The Matrix Online and the Simplest Possible Terms
March 27, 2005 on 12:25 am | In game reviews | 3 Comments
Its one thing for a game to have bugs. Surely an acceptable thing, as I’m a forgiving sort. Games are hard to make. Good games - extremely hard!
So what to say when you are confronted with a game that has such incredible resources behind it? With an extremely compelling backstory and characters that are already well known and beloved in the hearts of its audience? When the producer is one of the largest media companies in the world [WB]? With a developer that has developed excellent games [Tron, No One Lives Forever] in the past? When the publisher has released some of the hottest games ever made?
I would say it would be nearly impossible to go wrong.
So when a game has bugs, has some design flaws or other problems, yet there is manifestly some serious effort and thought in it…… or when its actually fun despite the problems.. I am forgiving in the extreme.
So when a game that has this background, when its been pushed to release, amidst fireworks and wide-ranging hype (as in, the type of coverage that only a large sum of money and notoriety can achieve), and when it is thrust upon you with a message like, “You have been waiting for this from us. Here it is. Now go pay for it, play it, and enjoy what we have wrought.”. When this happens, I get riled, even a little insulted. And especially when the game sucks. And boy. Does it ever.
MxO is awkward, stuttering and buggy. And thats just the beginning.
- Dialog gets cut off by someone else during a scripted session.
- The intro tutorial sessions leave you hanging on what to do or where to go next.
- Very little explanation of features and abilities.
- Game code crashes my whole computer.
- Mind bogglingly bizarre intro quest and quest mechanism. The arrow pointers that show you the next waypoint disappear after you finish the first stage (so you can’t possibly know where to go next).
- Severe latency issues.
- Painful UI requirements. No cohesive design.
- Awkward combat system.
- Terrible keymapping system
- and on and on….
- It seems to me, and forgive me if I’m reaching, that this is a product of how a large media organization thinks. “It doesn’t have to be perfect. We will release this and they will like it anyways.”
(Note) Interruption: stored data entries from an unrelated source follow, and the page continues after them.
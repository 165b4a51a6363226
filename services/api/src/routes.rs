use crate::infra::AppState;
use axum::http::{header, HeaderMap, StatusCode};
use axum::response::{IntoResponse, Response};
use axum::Extension;
use axum::Json;
use chrono::Utc;
use serde::{Deserialize, Serialize};
use serde_json::json;
use std::sync::Arc;

use demand_intel::access::{AdminRole, SessionToken};
use demand_intel::intelligence::{
    intelligence_router, DemandIntelligenceService, SettingsStore, SignalRepository,
    SupplierDirectory,
};

const VIEW_TOKEN_HEADER: &str = "x-view-token";

pub(crate) fn with_demand_routes<R, S, P>(
    service: Arc<DemandIntelligenceService<R, S, P>>,
) -> axum::Router
where
    R: SignalRepository + 'static,
    S: SettingsStore + 'static,
    P: SupplierDirectory + 'static,
{
    intelligence_router(service)
        .route("/health", axum::routing::get(healthcheck))
        .route("/ready", axum::routing::get(readiness_endpoint))
        .route("/metrics", axum::routing::get(metrics_endpoint))
        .route(
            "/api/v1/admin/view/unlock",
            axum::routing::post(view_unlock_endpoint),
        )
        .route(
            "/api/v1/admin/view/session",
            axum::routing::get(view_session_endpoint),
        )
}

pub(crate) async fn healthcheck() -> Json<serde_json::Value> {
    Json(json!({ "status": "ok" }))
}

pub(crate) async fn readiness_endpoint(Extension(state): Extension<AppState>) -> impl IntoResponse {
    let ready = state.readiness.load(std::sync::atomic::Ordering::Relaxed);
    let status = if ready {
        StatusCode::OK
    } else {
        StatusCode::SERVICE_UNAVAILABLE
    };

    let payload = if ready {
        json!({ "status": "ready" })
    } else {
        json!({ "status": "initializing" })
    };

    (status, Json(payload))
}

pub(crate) async fn metrics_endpoint(Extension(state): Extension<AppState>) -> impl IntoResponse {
    (
        StatusCode::OK,
        [(header::CONTENT_TYPE, "text/plain; version=0.0.4")],
        state.metrics.render(),
    )
}

#[derive(Debug, Deserialize)]
pub(crate) struct ViewUnlockRequest {
    role: AdminRole,
    secret: String,
}

#[derive(Debug, Serialize)]
pub(crate) struct ViewUnlockResponse {
    token: SessionToken,
    role: AdminRole,
}

pub(crate) async fn view_unlock_endpoint(
    Extension(state): Extension<AppState>,
    Json(request): Json<ViewUnlockRequest>,
) -> Response {
    match state.view_gate.unlock(request.role, &request.secret, Utc::now()) {
        Ok(token) => (
            StatusCode::OK,
            Json(ViewUnlockResponse {
                token,
                role: request.role,
            }),
        )
            .into_response(),
        Err(error) => (
            StatusCode::UNAUTHORIZED,
            Json(json!({ "error": error.to_string() })),
        )
            .into_response(),
    }
}

pub(crate) async fn view_session_endpoint(
    Extension(state): Extension<AppState>,
    headers: HeaderMap,
) -> Response {
    let token = headers
        .get(VIEW_TOKEN_HEADER)
        .and_then(|value| value.to_str().ok())
        .map(|value| SessionToken(value.to_string()));

    let Some(token) = token else {
        let payload = json!({ "error": format!("missing {VIEW_TOKEN_HEADER} header") });
        return (StatusCode::UNAUTHORIZED, Json(payload)).into_response();
    };

    match state.view_gate.authorize(&token, Utc::now()) {
        Ok(role) => (StatusCode::OK, Json(json!({ "role": role }))).into_response(),
        Err(error) => (
            StatusCode::UNAUTHORIZED,
            Json(json!({ "error": error.to_string() })),
        )
            .into_response(),
    }
}
use crate::intelligence::domain::{Classification, DecisionAction};
use crate::intelligence::settings::DecisionSettings;

/// Map an overall score to its demand classification.
///
/// Cut points are inclusive lower bounds: a boundary value takes the
/// higher-commitment label, and the mapping is monotonic in the score.
pub fn classify(overall: f32, settings: &DecisionSettings) -> Classification {
    if overall >= settings.buy_classification_min_score {
        Classification::Buy
    } else if overall >= settings.research_classification_min_score {
        Classification::Research
    } else {
        Classification::Noise
    }
}

/// Route a classified signal to its decision action.
///
/// The supplier-availability gate takes precedence over the score bands: a
/// signal that cannot be fulfilled goes to admin review no matter how well
/// it scored.
pub fn route(
    overall: f32,
    matching_suppliers_count: u32,
    settings: &DecisionSettings,
) -> DecisionAction {
    if settings.require_supplier_availability
        && matching_suppliers_count < settings.min_matching_suppliers
    {
        return DecisionAction::AdminReview;
    }

    if overall >= settings.auto_rfq_min_score {
        DecisionAction::AutoRfq
    } else if overall >= settings.admin_review_min_score {
        DecisionAction::AdminReview
    } else {
        DecisionAction::Ignore
    }
}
That may well be true for most forms of media. But not a game, and most certainly not a MMO.
I wanted to like it. I’m a Matrix fan. And a well-conceived, futuristic MMO is definitely ripe with possibility. I even gave it love on our gaming news page [param01].
What were the Stratics people smoking when they said,
“It’s a hyperjumping, bullet-time, ass kicking extravaganza.“??
Find my copy on E-bay.
Game Ranting
March 19, 2005 on 1:24 am | In games industry | No CommentsThe game industry is practically aflame after the Game Developers Conference (GDC) last week in San Francisco. Several luminaries from various walks of gaming life decided to rant on about the state of “big versus little” and the rising costs and Hollywoodization of the gaming industry.
Warren Spector : “I want to say how this business is hopelessly broken. Haha. We’re doing pretty much everything wrong. This is at the root of much of what you’re gonna hear today. Games cost too much. They take too long to make.”
The thrust of the rant is simple. Big studios are eating up the little guys, destroying the market with crap, and raising the price of entry. The rest of the discussion readily flows out of this complaint.
Matt Mihaly : “Finding ways to fund games isn’t the issue. What you seem to want to do is create Jerry Bruckenheimer movies without studio money. If you want to create games without a publisher, nothing is stopping you.”
This debate, while interesting will go essentially nowhere. I typically side with the little guys, but what exactly do they expect to change? Once everyone has said what they need to say, everyone will go home. Avid VG players would likely not pay attention to any plea from industry luminaries to switch to cheaper made games. These things exist in a market, and market forces have made it this way. It sucks, yes. But inevitable.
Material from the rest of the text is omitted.